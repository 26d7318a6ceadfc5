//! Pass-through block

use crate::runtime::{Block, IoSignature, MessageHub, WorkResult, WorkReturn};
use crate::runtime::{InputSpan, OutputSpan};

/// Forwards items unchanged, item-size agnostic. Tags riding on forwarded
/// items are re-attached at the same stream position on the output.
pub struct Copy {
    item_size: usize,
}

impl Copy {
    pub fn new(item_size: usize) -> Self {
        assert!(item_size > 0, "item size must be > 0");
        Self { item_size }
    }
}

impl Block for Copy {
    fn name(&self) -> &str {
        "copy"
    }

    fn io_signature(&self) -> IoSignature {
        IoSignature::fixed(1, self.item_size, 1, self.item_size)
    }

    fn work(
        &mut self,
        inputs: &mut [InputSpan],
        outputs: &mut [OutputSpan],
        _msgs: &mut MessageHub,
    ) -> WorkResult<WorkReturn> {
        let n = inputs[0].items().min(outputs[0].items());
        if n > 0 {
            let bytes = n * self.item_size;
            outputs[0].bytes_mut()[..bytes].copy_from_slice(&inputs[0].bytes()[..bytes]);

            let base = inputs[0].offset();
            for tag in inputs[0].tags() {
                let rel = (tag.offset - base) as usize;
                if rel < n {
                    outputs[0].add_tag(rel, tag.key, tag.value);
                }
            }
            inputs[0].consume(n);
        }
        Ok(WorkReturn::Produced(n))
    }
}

------

- Directions for this task
Look through the records and give only the number of lines where the string "offset" appears.

- Exercise response
2